Encore is a 1951 anthology film composed of adaptations of three short stories by W. Somerset Maugham:
 "The Ant and the Grasshopper", directed by Pat Jackson and adapted by T. E. B. Clarke;
 "Winter Cruise" (from the 1947 collection of Maugham stories Creatures of Circumstance), directed by Anthony Pelissier, screenplay by Arthur Macrae;
 "Gigolo and Gigolette" (from the 1940 collection of Maugham stories The Mixture as Before), directed by Harold French, written by Eric Ambler.

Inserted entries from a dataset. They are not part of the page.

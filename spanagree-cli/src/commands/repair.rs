//! Repair command implementation

use crate::commands::{init_logging, print_errors};
use crate::config::CliConfig;
use crate::error::CliError;
use crate::input::{resolve_patterns, FileReader};
use crate::progress::ProgressReporter;
use anyhow::{Context, Result};
use clap::Args;
use spanagree_core::{repair_texts, save_text_file, RepairReport};
use std::fs;
use std::path::{Path, PathBuf};

/// Arguments for the repair command
#[derive(Debug, Args)]
pub struct RepairArgs {
    /// Annotated text files or patterns (supports glob)
    #[arg(short, long, value_name = "FILE/PATTERN", required = true)]
    pub input: Vec<String>,

    /// Report what would change without writing anything
    #[arg(long)]
    pub dry_run: bool,

    /// Directory for corrected files (default: rewrite inputs in place)
    #[arg(short, long, value_name = "DIR")]
    pub output: Option<PathBuf>,

    /// Settings file
    #[arg(short, long, value_name = "FILE", env = "SPANAGREE_CONFIG")]
    pub config: Option<PathBuf>,

    /// Suppress progress output
    #[arg(short, long)]
    pub quiet: bool,

    /// Increase verbosity
    #[arg(short, long, action = clap::ArgAction::Count)]
    pub verbose: u8,
}

impl RepairArgs {
    /// Execute the repair command
    pub fn execute(&self) -> Result<()> {
        init_logging(self.verbose, self.quiet);

        let report = self.run()?;

        if self.dry_run {
            println!("Dry run, no files written");
        }
        println!("Checked:   {}", report.checked);
        println!("Fixed:     {}", report.fixed);
        println!("Unchanged: {}", report.unchanged);
        println!("Failed:    {}", report.failed);
        print_errors(&report.errors, report.suppressed_errors());
        Ok(())
    }

    fn run(&self) -> Result<RepairReport> {
        let config = CliConfig::load(self.config.as_deref())?;
        let files = resolve_patterns(&self.input)?;
        if let Some(dir) = &self.output {
            if !self.dry_run {
                prepare_output_dir(dir)?;
            }
        }

        let repair_config = config.settings.repair;
        let pretty = config.settings.output.pretty_json;
        let mut total = RepairReport::default();
        let mut progress = ProgressReporter::new(self.quiet);
        progress.init_files(files.len() as u64);

        for path in &files {
            let mut file = FileReader::read_text_file(path)?;
            let report = repair_texts(file.texts_mut(), &repair_config);
            let fixed = report.fixed;
            total.absorb(
                report,
                &path.display().to_string(),
                repair_config.max_reported_errors,
            );

            if let Some(target) = self.target_for(path, fixed) {
                save_text_file(&target, &file, pretty)
                    .with_context(|| format!("Failed to write texts: {}", target.display()))?;
                log::info!("Wrote {} ({} span(s) fixed)", target.display(), fixed);
            }
            progress.file_completed(&path.display().to_string());
        }
        progress.finish();

        Ok(total)
    }

    /// Where the repaired copy of `path` goes, if anywhere. Inputs are only
    /// rewritten in place when something changed; an output directory
    /// receives every file so it holds the complete set.
    fn target_for(&self, path: &Path, fixed: usize) -> Option<PathBuf> {
        if self.dry_run {
            return None;
        }
        match &self.output {
            Some(dir) => path.file_name().map(|name| dir.join(name)),
            None if fixed > 0 => Some(path.to_path_buf()),
            None => None,
        }
    }
}

fn prepare_output_dir(dir: &Path) -> Result<()> {
    if dir.exists() && !dir.is_dir() {
        return Err(CliError::OutputError(format!("{} is not a directory", dir.display())).into());
    }
    fs::create_dir_all(dir)
        .with_context(|| format!("Failed to create output directory: {}", dir.display()))
}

Maugham introduces each part of the film with a piece to camera from his garden on the French Riviera. Encore was the final film in a Maugham trilogy, preceded by Quartet and Trio. The film was entered into the 1952 Cannes Film Festival.

Plot summary

"The Ant and the Grasshopper"
Idle Tom Ramsay (Nigel Patrick) continually borrows from his hard-working brother George (Roland Culver). George later puts up the Ramsay estate for sale so he can buy out his business partner, despite Tom's protests. Shortly afterwards, George is approached by car dealer Philip Cronshaw (Peter Graves), who notifies him that Tom has stolen one of his automobiles. To avoid a scandal, George pays for it, but was a fraud; Cronshaw and Tom split George's money.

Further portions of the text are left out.